What to produce — In the records that follow, find each line with "hello" and pull it out.

Records provided —

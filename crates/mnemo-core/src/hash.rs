//! Content hashing for field identity.
//!
//! Field values are identified across edits by a SHA-256 digest of
//! their raw bytes. The hex form is 64 characters, which the schema
//! enforces with a CHECK constraint.

use sha2::{Digest, Sha256};

/// Length of a hex-encoded content hash.
pub const CONTENT_HASH_LEN: usize = 64;

/// Compute the content hash of a field value.
pub fn content_hash(value: &str) -> String {
    let mut hasher = Sha256::new();
    hasher.update(value.as_bytes());
    hex::encode(hasher.finalize())
}

#[cfg(test)]
mod tests {
    use super::*;

    #[test]
    fn test_hash_is_fixed_length() {
        assert_eq!(content_hash("").len(), CONTENT_HASH_LEN);
        assert_eq!(content_hash("bonjour").len(), CONTENT_HASH_LEN);
    }

    #[test]
    fn test_hash_is_deterministic() {
        assert_eq!(content_hash("hello"), content_hash("hello"));
        assert_ne!(content_hash("hello"), content_hash("hello "));
    }
}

The completed task —
        assert_eq!(content_hash("hello"), content_hash("hello"));
        assert_ne!(content_hash("hello"), content_hash("hello "));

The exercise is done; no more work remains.